● Exercise requirements
Work through the records below, line by line, and say how many lines include "InvocationRequest", with nothing else.
####################
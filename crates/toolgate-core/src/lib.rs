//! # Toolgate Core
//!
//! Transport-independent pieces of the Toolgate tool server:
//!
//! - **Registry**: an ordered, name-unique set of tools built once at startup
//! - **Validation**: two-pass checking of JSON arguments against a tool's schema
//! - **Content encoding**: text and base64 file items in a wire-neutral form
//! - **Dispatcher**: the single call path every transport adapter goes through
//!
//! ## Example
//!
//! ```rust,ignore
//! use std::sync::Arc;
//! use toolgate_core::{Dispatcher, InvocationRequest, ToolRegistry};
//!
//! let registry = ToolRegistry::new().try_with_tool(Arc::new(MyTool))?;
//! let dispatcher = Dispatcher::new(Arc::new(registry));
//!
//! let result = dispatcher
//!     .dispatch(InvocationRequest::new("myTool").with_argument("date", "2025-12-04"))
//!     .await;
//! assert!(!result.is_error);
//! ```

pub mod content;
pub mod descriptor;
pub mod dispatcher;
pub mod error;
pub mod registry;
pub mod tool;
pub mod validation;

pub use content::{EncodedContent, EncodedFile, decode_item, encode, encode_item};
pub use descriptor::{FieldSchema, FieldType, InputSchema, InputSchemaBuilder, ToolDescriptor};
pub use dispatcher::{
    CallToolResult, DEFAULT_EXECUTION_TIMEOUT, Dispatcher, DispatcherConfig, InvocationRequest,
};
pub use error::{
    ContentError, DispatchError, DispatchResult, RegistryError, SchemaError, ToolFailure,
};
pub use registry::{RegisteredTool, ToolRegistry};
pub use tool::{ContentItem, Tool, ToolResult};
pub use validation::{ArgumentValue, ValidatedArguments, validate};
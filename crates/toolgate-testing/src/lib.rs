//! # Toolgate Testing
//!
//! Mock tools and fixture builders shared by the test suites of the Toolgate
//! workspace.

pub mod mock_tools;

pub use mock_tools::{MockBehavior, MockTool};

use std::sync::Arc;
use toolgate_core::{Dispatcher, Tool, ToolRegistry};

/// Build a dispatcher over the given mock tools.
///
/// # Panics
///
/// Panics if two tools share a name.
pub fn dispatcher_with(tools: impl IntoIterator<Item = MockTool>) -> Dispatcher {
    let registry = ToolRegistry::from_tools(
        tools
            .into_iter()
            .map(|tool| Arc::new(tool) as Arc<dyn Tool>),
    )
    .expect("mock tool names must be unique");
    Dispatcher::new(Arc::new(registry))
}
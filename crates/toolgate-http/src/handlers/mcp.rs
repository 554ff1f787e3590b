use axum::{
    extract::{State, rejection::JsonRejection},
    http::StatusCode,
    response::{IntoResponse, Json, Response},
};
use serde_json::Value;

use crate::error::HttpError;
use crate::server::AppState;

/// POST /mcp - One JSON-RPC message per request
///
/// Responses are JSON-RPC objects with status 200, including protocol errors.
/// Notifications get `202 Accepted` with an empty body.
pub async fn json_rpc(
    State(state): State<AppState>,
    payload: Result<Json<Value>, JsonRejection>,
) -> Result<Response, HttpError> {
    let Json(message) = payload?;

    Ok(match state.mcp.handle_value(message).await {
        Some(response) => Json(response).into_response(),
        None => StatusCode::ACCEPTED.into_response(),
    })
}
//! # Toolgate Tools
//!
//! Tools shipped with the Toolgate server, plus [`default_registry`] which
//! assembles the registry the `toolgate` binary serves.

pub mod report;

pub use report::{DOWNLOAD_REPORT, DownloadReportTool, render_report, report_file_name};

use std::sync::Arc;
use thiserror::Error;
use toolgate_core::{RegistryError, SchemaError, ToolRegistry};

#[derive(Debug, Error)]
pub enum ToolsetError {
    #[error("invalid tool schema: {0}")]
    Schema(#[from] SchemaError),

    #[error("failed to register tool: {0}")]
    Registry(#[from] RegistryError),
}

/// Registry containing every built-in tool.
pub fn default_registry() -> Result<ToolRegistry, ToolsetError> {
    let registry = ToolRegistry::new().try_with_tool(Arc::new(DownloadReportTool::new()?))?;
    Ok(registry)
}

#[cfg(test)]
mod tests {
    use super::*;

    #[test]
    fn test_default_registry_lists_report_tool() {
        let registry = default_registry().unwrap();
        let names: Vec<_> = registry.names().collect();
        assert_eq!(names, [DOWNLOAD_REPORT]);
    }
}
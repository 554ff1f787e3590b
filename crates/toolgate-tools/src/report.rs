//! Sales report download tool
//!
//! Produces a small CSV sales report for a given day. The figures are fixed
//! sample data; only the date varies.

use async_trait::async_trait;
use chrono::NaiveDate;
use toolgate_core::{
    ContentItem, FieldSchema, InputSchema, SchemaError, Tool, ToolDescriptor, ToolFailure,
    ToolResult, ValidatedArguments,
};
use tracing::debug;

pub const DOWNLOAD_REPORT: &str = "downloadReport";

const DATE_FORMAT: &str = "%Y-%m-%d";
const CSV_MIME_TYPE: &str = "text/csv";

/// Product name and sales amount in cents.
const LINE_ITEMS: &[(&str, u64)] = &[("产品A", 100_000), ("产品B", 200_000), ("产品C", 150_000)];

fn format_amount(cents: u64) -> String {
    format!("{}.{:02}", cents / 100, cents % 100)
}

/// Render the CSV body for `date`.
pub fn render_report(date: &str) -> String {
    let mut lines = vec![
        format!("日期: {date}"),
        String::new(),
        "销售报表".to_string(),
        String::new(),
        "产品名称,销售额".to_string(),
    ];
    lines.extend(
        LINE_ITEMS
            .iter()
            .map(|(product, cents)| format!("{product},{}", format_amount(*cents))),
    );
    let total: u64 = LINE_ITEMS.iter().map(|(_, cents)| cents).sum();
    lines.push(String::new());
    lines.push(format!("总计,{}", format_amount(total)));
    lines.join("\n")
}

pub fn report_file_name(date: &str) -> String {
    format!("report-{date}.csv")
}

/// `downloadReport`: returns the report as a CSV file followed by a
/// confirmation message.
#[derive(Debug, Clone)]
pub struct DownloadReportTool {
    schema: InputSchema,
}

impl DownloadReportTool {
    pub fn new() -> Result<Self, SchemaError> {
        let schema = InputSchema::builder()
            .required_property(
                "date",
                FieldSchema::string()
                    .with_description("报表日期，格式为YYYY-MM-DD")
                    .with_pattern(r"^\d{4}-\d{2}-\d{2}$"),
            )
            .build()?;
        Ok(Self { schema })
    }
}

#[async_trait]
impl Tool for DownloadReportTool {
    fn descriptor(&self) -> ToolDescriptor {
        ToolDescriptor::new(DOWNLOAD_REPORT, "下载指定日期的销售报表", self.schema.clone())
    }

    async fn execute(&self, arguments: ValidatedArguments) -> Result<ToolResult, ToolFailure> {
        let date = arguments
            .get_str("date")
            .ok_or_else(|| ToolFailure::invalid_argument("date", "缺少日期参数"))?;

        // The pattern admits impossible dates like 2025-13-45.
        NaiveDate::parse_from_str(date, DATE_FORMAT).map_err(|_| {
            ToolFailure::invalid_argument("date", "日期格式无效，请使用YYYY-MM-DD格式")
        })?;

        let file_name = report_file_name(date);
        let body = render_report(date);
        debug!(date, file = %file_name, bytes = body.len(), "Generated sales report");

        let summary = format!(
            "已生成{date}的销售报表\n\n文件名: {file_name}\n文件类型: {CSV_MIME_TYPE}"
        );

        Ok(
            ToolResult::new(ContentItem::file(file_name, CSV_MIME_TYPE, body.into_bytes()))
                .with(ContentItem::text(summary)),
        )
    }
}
####################
● Reply
3